[wpears]

BST is O(n) in the worst case (when a tree is completely unbalanced and is essentially a linked list)

[abcdabcd987]

Well, it's not a big problem. This case won't exist in most BSTs. Even if it appears in some BST, splay tree for example, it will be amortized.

[skj]

I'm not really sure what amortization you're talking about here.

BSTs are O(n) lookup, and the pathological case is quite easy to achieve: add elements to it in sorted order.

There are other trees that have O(lg n) lookup. Red-black trees are the canonical example.

[cporios]

BSTs can have O(lg n) lookups. A Red-black tree is such an example. It is a self-balancing BST, so a red-black tree is a BST itself.

[hvidgaard]

And BSTs can have O(n) lookup. The only property of a BST is that you know something about the value of the children compared to the parent. This means that a sorted linked list is a BST.

[Veedrac]

Sure, but abcdabcd987 was evidently not suggesting using a completely general BST. That there exists a BST with the mentioned properties is sufficient to validate the claim made; that there exists a BST which does not is irrelevant.

[skj]

I believe your and abcdabcd987's use of the term BST is not exactly what is commonly used.
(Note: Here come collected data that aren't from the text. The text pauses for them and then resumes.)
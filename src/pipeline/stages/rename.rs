//! Rename the template placeholder file to its real dotfile name.
//!
//! `gitignore.template` exists because a literal `.gitignore` inside a
//! distributable template tree tends to get picked up by packaging tools.

use serde_json::Value;

use crate::error::Result;
use crate::pipeline::{FileMap, Metadata, Stage};

pub struct RenameTemplate {
    from: String,
    to: String,
}

impl RenameTemplate {
    pub fn new(from: impl Into<String>, to: impl Into<String>) -> Self {
        RenameTemplate {
            from: from.into(),
            to: to.into(),
        }
    }
}

impl Default for RenameTemplate {
    fn default() -> Self {
        RenameTemplate::new("gitignore.template", ".gitignore")
    }
}

impl Stage for RenameTemplate {
    fn name(&self) -> &'static str {
        "rename-template"
    }

    fn transform(&self, files: &mut FileMap, _metadata: &mut Metadata) -> Result<()> {
        if let Some(mut record) = files.remove(&self.from) {
            record
                .metadata
                .insert("renamedFrom".to_string(), Value::String(self.from.clone()));
            files.insert(self.to.clone(), record);
        }
        Ok(())
    }
}
//! The built-in transform stages, one unit per stage.
//!
//! Stages interact only through file paths/contents and metadata keys.
//! Later stages depend on earlier relocations and renames having happened,
//! which is why the generator runs them in a fixed declared order.

mod app_config;
mod descriptor;
mod dotfiles;
mod inject_json;
mod manifest;
mod move_up;
mod rename;
mod render;

pub use app_config::AppConfig;
pub use descriptor::ProjectDescriptor;
pub use dotfiles::Dotfiles;
pub use inject_json::InjectJson;
pub use manifest::PackageManifest;
pub use move_up::MoveUp;
pub use rename::RenameTemplate;
pub use render::Render;

use serde_json::Value;

use crate::context::JsonMap;
use crate::error::{Error, Result};
use crate::pipeline::Metadata;

/// The generation options stored in the shared metadata, or empty.
fn options_object(metadata: &Metadata) -> JsonMap {
    metadata
        .get("options")
        .and_then(Value::as_object)
        .cloned()
        .unwrap_or_default()
}

/// A named fragment captured by the inject-json stage, or empty.
fn source_object(metadata: &Metadata, name: &str) -> JsonMap {
    metadata
        .get(inject_json::SOURCES_KEY)
        .and_then(|sources| sources.get(name))
        .and_then(Value::as_object)
        .cloned()
        .unwrap_or_default()
}

/// Parse a template-authored record as a JSON object. Author content is
/// trusted but not assumed well-formed.
fn parse_template_json(path: &str, contents: &[u8]) -> Result<Value> {
    let text = std::str::from_utf8(contents).map_err(|_| Error::TemplateData {
        file: path.to_string(),
        reason: "not valid UTF-8".to_string(),
    })?;
    let value: Value = serde_json::from_str(text).map_err(|err| Error::TemplateData {
        file: path.to_string(),
        reason: err.to_string(),
    })?;
    if !value.is_object() {
        return Err(Error::TemplateData {
            file: path.to_string(),
            reason: "expected a JSON object".to_string(),
        });
    }
    Ok(value)
}

/// Pretty-printed JSON with a trailing newline, as written to disk.
fn pretty_json_bytes(value: &Value) -> Vec<u8> {
    let mut text = serde_json::to_string_pretty(value).unwrap_or_else(|_| "{}".to_string());
    text.push('\n');
    text.into_bytes()
}
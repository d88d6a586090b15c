//! Derive per-environment configuration files.
//!
//! For every `config/<env>.json` the template ships, the existing on-disk
//! configuration of the same environment is deep-merged on top, so user
//! edits to an already-generated project survive a re-run.

use serde_json::Value;

use crate::context::ConfigBundle;
use crate::error::Result;
use crate::pipeline::merge::deep_merge;
use crate::pipeline::{FileMap, Metadata, Stage};

use super::{parse_template_json, pretty_json_bytes, source_object};

pub struct AppConfig;

impl Stage for AppConfig {
    fn name(&self) -> &'static str {
        "app-config"
    }

    fn transform(&self, files: &mut FileMap, metadata: &mut Metadata) -> Result<()> {
        for slot in ConfigBundle::SLOTS {
            let path = format!("config/{slot}.json");
            let Some(record) = files.get_mut(&path) else {
                continue;
            };

            let mut config = parse_template_json(&path, &record.contents)?;
            let existing = source_object(metadata, slot);
            deep_merge(&mut config, &Value::Object(existing));

            record.contents = pretty_json_bytes(&config);
        }

        Ok(())
    }
}

#[cfg(test)]
mod tests {
    use super::*;
    use crate::pipeline::stages::inject_json::SOURCES_KEY;
    use crate::pipeline::FileRecord;
    use serde_json::json;

    #[test]
    fn test_existing_config_wins_over_template() {
        let mut files = FileMap::new();
        files.insert(
            "config/default.json".into(),
            FileRecord::new(r#"{"host": "localhost", "port": 3030}"#),
        );

        let mut metadata = Metadata::new();
        metadata.insert(
            SOURCES_KEY.into(),
            json!({"default": {"port": 8080}}),
        );

        AppConfig.transform(&mut files, &mut metadata).unwrap();

        let config: Value =
            serde_json::from_slice(&files["config/default.json"].contents).unwrap();
        assert_eq!(config["host"], json!("localhost"));
        assert_eq!(config["port"], json!(8080));
    }

    #[test]
    fn test_slots_without_template_file_are_skipped() {
        let mut files = FileMap::new();
        files.insert(
            "config/production.json".into(),
            FileRecord::new(r#"{"host": "example.com"}"#),
        );

        let mut metadata = Metadata::new();
        AppConfig.transform(&mut files, &mut metadata).unwrap();

        assert!(!files.contains_key("config/default.json"));
        assert!(!files.contains_key("config/staging.json"));
        let config: Value =
            serde_json::from_slice(&files["config/production.json"].contents).unwrap();
        assert_eq!(config["host"], json!("example.com"));
    }

    #[test]
    fn test_malformed_template_config_is_fatal() {
        let mut files = FileMap::new();
        files.insert("config/default.json".into(), FileRecord::new("oops"));

        let mut metadata = Metadata::new();
        assert!(AppConfig.transform(&mut files, &mut metadata).is_err());
    }
}
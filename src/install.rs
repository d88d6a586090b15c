//! Post-generation dependency installation.
//!
//! Shells out to the ecosystem package manager in the destination root.
//! Generation is already complete when this runs; a failure here surfaces
//! as its own error with the files left on disk.

use std::path::Path;
use std::process::Command;
use std::time::Duration;

use indicatif::ProgressBar;
use tracing::debug;

use crate::error::{Error, Result};

/// Run `<package_manager> install` in `root`.
pub fn run(root: &Path, package_manager: &str) -> Result<()> {
    let command_line = format!("{package_manager} install");
    debug!(command = %command_line, root = %root.display(), "installing dependencies");

    let spinner = ProgressBar::new_spinner();
    spinner.set_message(format!("Installing dependencies with {package_manager}..."));
    spinner.enable_steady_tick(Duration::from_millis(100));

    // Capture output so the spinner line stays intact; surface stderr only
    // on failure.
    let output = Command::new(package_manager)
        .arg("install")
        .current_dir(root)
        .output();

    spinner.finish_and_clear();

    let output = output.map_err(|err| Error::Install {
        command: command_line.clone(),
        reason: err.to_string(),
    })?;

    if !output.status.success() {
        let stderr = String::from_utf8_lossy(&output.stderr);
        debug!(%stderr, "install command failed");
        return Err(Error::Install {
            command: command_line,
            reason: format!("exited with {}", output.status),
        });
    }

    Ok(())
}
//! Dotfile content normalization.
//!
//! After the move-up stage, top-level files named like well-known dotfiles
//! but missing the leading dot gain one (`npmrc` → `.npmrc`), and every
//! dotfile's text content is normalized to end with a single newline.

use serde_json::Value;

use crate::error::Result;
use crate::pipeline::{FileMap, Metadata, Stage};

/// Stems that are dotfiles by convention when they land at the tree root.
const DOTFILE_STEMS: [&str; 6] = [
    "gitignore",
    "npmrc",
    "editorconfig",
    "env",
    "eslintrc",
    "babelrc",
];

pub struct Dotfiles;

impl Stage for Dotfiles {
    fn name(&self) -> &'static str {
        "dotfiles"
    }

    fn transform(&self, files: &mut FileMap, _metadata: &mut Metadata) -> Result<()> {
        let renames: Vec<String> = files
            .keys()
            .filter(|path| !path.contains('/') && DOTFILE_STEMS.contains(&path.as_str()))
            .cloned()
            .collect();

        for path in renames {
            if let Some(mut record) = files.remove(&path) {
                record
                    .metadata
                    .insert("renamedFrom".to_string(), Value::String(path.clone()));
                files.insert(format!(".{path}"), record);
            }
        }

        for (path, record) in files.iter_mut() {
            let basename = path.rsplit('/').next().unwrap_or(path.as_str());
            if !basename.starts_with('.') {
                continue;
            }
            if let Some(text) = record.text() {
                if !text.is_empty() {
                    let normalized = format!("{}\n", text.trim_end_matches('\n'));
                    record.contents = normalized.into_bytes();
                }
            }
        }

        Ok(())
    }
}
A BST refers to both the data structure and the algorithm used to manage it. An RB tree is a different concept. An RB tree is a binary tree, certainly, since the term "binary tree" implies no algorithms, but it is not a "binary search tree" in its specific denotation.

[hvidgaard]

Terminology is important. A BST is what I defined. A balanced BST has an extra property, but you don't get to call a balanced BST just a BST, it only adds to confusion and unclear communication.